Task brief:
Could you please repeat the data below word for word?

Records for processing:
* * *

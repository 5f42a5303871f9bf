// SPDX-License-Identifier: MPL-2.0
//! Toast widget for rendering individual notifications.
//!
//! Toasts are the visual representation of notifications, appearing as
//! small cards with kind-colored accents and a dismiss button.

use super::manager::{Manager, Message};
use super::notification::{Kind, Notification};
use crate::ui::design_tokens::{border, opacity, palette, radius, shadow, sizing, spacing, typography};
use crate::ui::icons;
use iced::widget::svg::Svg;
use iced::widget::{button, container, text, Column, Container, Row, Text};
use iced::{alignment, Color, Element, Length, Theme};

/// Toast widget configuration.
pub struct Toast;

impl Toast {
    /// Renders a single toast notification.
    pub fn view(notification: &Notification) -> Element<'_, Message> {
        let accent_color = notification.kind().color();

        let icon_widget = icons::sized(Self::kind_icon(notification.kind()), sizing::ICON_MD);

        // The `Svg<'static>` icons fix the element lifetime, so the text
        // widgets take owned copies instead of borrowing from `notification`.
        let mut text_column = Column::new().spacing(spacing::XXS);
        if let Some(title) = notification.title() {
            text_column = text_column.push(
                Text::new(title.to_owned())
                    .size(typography::BODY)
                    .style(|theme: &Theme| text::Style {
                        color: Some(theme.palette().text),
                    }),
            );
        }
        text_column = text_column.push(
            Text::new(notification.message().to_owned())
                .size(if notification.title().is_some() {
                    typography::BODY_SM
                } else {
                    typography::BODY
                })
                .style(|theme: &Theme| text::Style {
                    color: Some(theme.palette().text),
                }),
        );

        // Dismiss button (always visible)
        let notification_id = notification.id();
        let dismiss_button = button(icons::sized(icons::cross(), sizing::ICON_SM))
            .on_press(Message::Dismiss(notification_id))
            .padding(spacing::XXS)
            .style(dismiss_button_style);

        // Layout: [icon] [title/message] [dismiss]
        let content = Row::new()
            .spacing(spacing::SM)
            .align_y(alignment::Vertical::Center)
            .push(Container::new(icon_widget).padding(spacing::XXS))
            .push(
                Container::new(text_column)
                    .width(Length::Fill)
                    .align_x(alignment::Horizontal::Left),
            )
            .push(dismiss_button);

        // Toast container with accent border
        Container::new(content)
            .width(Length::Fixed(sizing::TOAST_WIDTH))
            .padding(spacing::SM)
            .style(move |theme: &Theme| toast_container_style(theme, accent_color))
            .into()
    }

    /// Renders the toast overlay with all visible notifications.
    ///
    /// Positions toasts in the bottom-right corner, stacked top-to-bottom in
    /// insertion order.
    pub fn view_overlay(manager: &Manager) -> Element<'_, Message> {
        let toasts: Vec<Element<'_, Message>> =
            manager.entries().iter().map(Self::view).collect();

        if toasts.is_empty() {
            // Return an empty container that takes no space
            Container::new(text(""))
                .width(Length::Shrink)
                .height(Length::Shrink)
                .into()
        } else {
            let toast_column = Column::with_children(toasts)
                .spacing(spacing::XS)
                .align_x(alignment::Horizontal::Right);

            // Position in bottom-right with padding
            Container::new(toast_column)
                .width(Length::Fill)
                .height(Length::Fill)
                .align_x(alignment::Horizontal::Right)
                .align_y(alignment::Vertical::Bottom)
                .padding(spacing::MD)
                .into()
        }
    }

    /// Returns the appropriate icon for the kind.
    fn kind_icon(kind: Kind) -> Svg<'static> {
        match kind {
            Kind::Success => icons::checkmark(),
            Kind::Info => icons::info(),
            Kind::Warning | Kind::Error => icons::warning(),
        }
    }
}

/// Style function for the toast container.
fn toast_container_style(theme: &Theme, accent_color: Color) -> container::Style {
    let bg_color = theme.extended_palette().background.base.color;

    container::Style {
        background: Some(iced::Background::Color(bg_color)),
        border: iced::Border {
            color: accent_color,
            width: border::WIDTH_MD,
            radius: radius::MD.into(),
        },
        shadow: shadow::MD,
        text_color: Some(theme.palette().text),
        ..Default::default()
    }
}

/// Style function for the dismiss button.
fn dismiss_button_style(theme: &Theme, status: button::Status) -> button::Style {
    let base = theme.extended_palette().background.base;

    match status {
        button::Status::Active => button::Style {
            background: None,
            text_color: base.text,
            border: iced::Border::default(),
            shadow: shadow::NONE,
            snap: true,
        },
        button::Status::Hovered => button::Style {
            background: Some(iced::Background::Color(Color {
                a: opacity::OVERLAY_SUBTLE,
                ..palette::GRAY_400
            })),
            text_color: base.text,
            border: iced::Border {
                radius: radius::SM.into(),
                ..Default::default()
            },
            shadow: shadow::NONE,
            snap: true,
        },
        button::Status::Pressed => button::Style {
            background: Some(iced::Background::Color(Color {
                a: opacity::OVERLAY_MEDIUM,
                ..palette::GRAY_400
            })),
            text_color: base.text,
            border: iced::Border {
                radius: radius::SM.into(),
                ..Default::default()
            },
            shadow: shadow::NONE,
            snap: true,
        },
        button::Status::Disabled => button::Style {
            background: None,
            text_color: Color {
                a: opacity::OVERLAY_MEDIUM,
                ..base.text
            },
            border: iced::Border::default(),
            shadow: shadow::NONE,
            snap: true,
        },
    }
}

#[cfg(test)]
mod tests {
    use super::*;

    #[test]
    fn toast_container_style_uses_accent_color() {
        let theme = Theme::Dark;
        let accent = palette::SUCCESS_500;
        let style = toast_container_style(&theme, accent);

        assert_eq!(style.border.color, accent);
        assert!(style.background.is_some());
    }

    #[test]
    fn view_builds_cards_from_borrowed_notifications() {
        let titled = Notification::success("saved").with_title("Profile");
        let _ = Toast::view(&titled);

        let mut manager = Manager::new();
        manager.push(titled);
        manager.push(Notification::error("disk full"));
        let _ = Toast::view_overlay(&manager);
    }

    #[test]
    fn kind_icons_are_defined() {
        // Just verify icons don't panic when created
        let _ = Toast::kind_icon(Kind::Success);
        let _ = Toast::kind_icon(Kind::Info);
        let _ = Toast::kind_icon(Kind::Warning);
        let _ = Toast::kind_icon(Kind::Error);
    }
}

* * *

Reply:
repository 5f42a5303871f9bf
// SPDX-License-Identifier: MPL-2.0
//! Toast widget for rendering individual notifications.
//!
//! Toasts are the visual representation of notifications, appearing as
//! small cards with kind-colored accents and a dismiss button.

use super::manager::{Manager, Message};
use super::notification::{Kind, Notification};
use crate::ui::design_tokens::{border, opacity, palette, radius, shadow, sizing, spacing, typography};
use crate::ui::icons;
use iced::widget::svg::Svg;
use iced::widget::{button, container, text, Column, Container, Row, Text};
use iced::{alignment, Color, Element, Length, Theme};

/// Toast widget configuration.
pub struct Toast;

impl Toast {
    /// Renders a single toast notification.
    pub fn view(notification: &Notification) -> Element<'_, Message> {
        let accent_color = notification.kind().color();

        let icon_widget = icons::sized(Self::kind_icon(notification.kind()), sizing::ICON_MD);

        // The `Svg<'static>` icons fix the element lifetime, so the text
        // widgets take owned copies instead of borrowing from `notification`.
        let mut text_column = Column::new().spacing(spacing::XXS);
        if let Some(title) = notification.title() {
            text_column = text_column.push(
                Text::new(title.to_owned())
                    .size(typography::BODY)
                    .style(|theme: &Theme| text::Style {
                        color: Some(theme.palette().text),
                    }),
            );
        }
        text_column = text_column.push(
            Text::new(notification.message().to_owned())
                .size(if notification.title().is_some() {
                    typography::BODY_SM
                } else {
                    typography::BODY
                })
                .style(|theme: &Theme| text::Style {
                    color: Some(theme.palette().text),
                }),
        );

        // Dismiss button (always visible)
        let notification_id = notification.id();
        let dismiss_button = button(icons::sized(icons::cross(), sizing::ICON_SM))
            .on_press(Message::Dismiss(notification_id))
            .padding(spacing::XXS)
            .style(dismiss_button_style);

        // Layout: [icon] [title/message] [dismiss]
        let content = Row::new()
            .spacing(spacing::SM)
            .align_y(alignment::Vertical::Center)
            .push(Container::new(icon_widget).padding(spacing::XXS))
            .push(
                Container::new(text_column)
                    .width(Length::Fill)
                    .align_x(alignment::Horizontal::Left),
            )
            .push(dismiss_button);

        // Toast container with accent border
        Container::new(content)
            .width(Length::Fixed(sizing::TOAST_WIDTH))
            .padding(spacing::SM)
            .style(move |theme: &Theme| toast_container_style(theme, accent_color))
            .into()
    }

    /// Renders the toast overlay with all visible notifications.
    ///
    /// Positions toasts in the bottom-right corner, stacked top-to-bottom in
    /// insertion order.
    pub fn view_overlay(manager: &Manager) -> Element<'_, Message> {
        let toasts: Vec<Element<'_, Message>> =
            manager.entries().iter().map(Self::view).collect();

        if toasts.is_empty() {
            // Return an empty container that takes no space
            Container::new(text(""))
                .width(Length::Shrink)
                .height(Length::Shrink)
                .into()
        } else {
            let toast_column = Column::with_children(toasts)
                .spacing(spacing::XS)
                .align_x(alignment::Horizontal::Right);

            // Position in bottom-right with padding
            Container::new(toast_column)
                .width(Length::Fill)
                .height(Length::Fill)
                .align_x(alignment::Horizontal::Right)
                .align_y(alignment::Vertical::Bottom)
                .padding(spacing::MD)
                .into()
        }
    }

    /// Returns the appropriate icon for the kind.
    fn kind_icon(kind: Kind) -> Svg<'static> {
        match kind {
            Kind::Success => icons::checkmark(),
            Kind::Info => icons::info(),
            Kind::Warning | Kind::Error => icons::warning(),
        }
    }
}

/// Style function for the toast container.
fn toast_container_style(theme: &Theme, accent_color: Color) -> container::Style {
    let bg_color = theme.extended_palette().background.base.color;

    container::Style {
        background: Some(iced::Background::Color(bg_color)),
        border: iced::Border {
            color: accent_color,
            width: border::WIDTH_MD,
            radius: radius::MD.into(),
        },
        shadow: shadow::MD,
        text_color: Some(theme.palette().text),
        ..Default::default()
    }
}

/// Style function for the dismiss button.
fn dismiss_button_style(theme: &Theme, status: button::Status) -> button::Style {
    let base = theme.extended_palette().background.base;

    match status {
        button::Status::Active => button::Style {
            background: None,
            text_color: base.text,
            border: iced::Border::default(),
            shadow: shadow::NONE,
            snap: true,
        },
        button::Status::Hovered => button::Style {
            background: Some(iced::Background::Color(Color {
                a: opacity::OVERLAY_SUBTLE,
                ..palette::GRAY_400
            })),
            text_color: base.text,
            border: iced::Border {
                radius: radius::SM.into(),
                ..Default::default()
            },
            shadow: shadow::NONE,
            snap: true,
        },
        button::Status::Pressed => button::Style {
            background: Some(iced::Background::Color(Color {
                a: opacity::OVERLAY_MEDIUM,
                ..palette::GRAY_400
            })),
            text_color: base.text,
            border: iced::Border {
                radius: radius::SM.into(),
                ..Default::default()
            },
            shadow: shadow::NONE,
            snap: true,
        },
        button::Status::Disabled => button::Style {
            background: None,
            text_color: Color {
                a: opacity::OVERLAY_MEDIUM,
                ..base.text
            },
            border: iced::Border::default(),
            shadow: shadow::NONE,
            snap: true,
        },
    }
}

#[cfg(test)]
mod tests {
    use super::*;

    #[test]
    fn toast_container_style_uses_accent_color() {
        let theme = Theme::Dark;
        let accent = palette::SUCCESS_500;
        let style = toast_container_style(&theme, accent);

        assert_eq!(style.border.color, accent);
        assert!(style.background.is_some());
    }

    #[test]
    fn view_builds_cards_from_borrowed_notifications() {
        let titled = Notification::success("saved").with_title("Profile");
        let _ = Toast::view(&titled);

        let mut manager = Manager::new();
        manager.push(titled);
        manager.push(Notification::error("disk full"));
        let _ = Toast::view_overlay(&manager);
    }

    #[test]
    fn kind_icons_are_defined() {
        // Just verify icons don't panic when created
        let _ = Toast::kind_icon(Kind::Success);
        let _ = Toast::kind_icon(Kind::Info);
        let _ = Toast::kind_icon(Kind::Warning);
        let _ = Toast::kind_icon(Kind::Error);
    }
}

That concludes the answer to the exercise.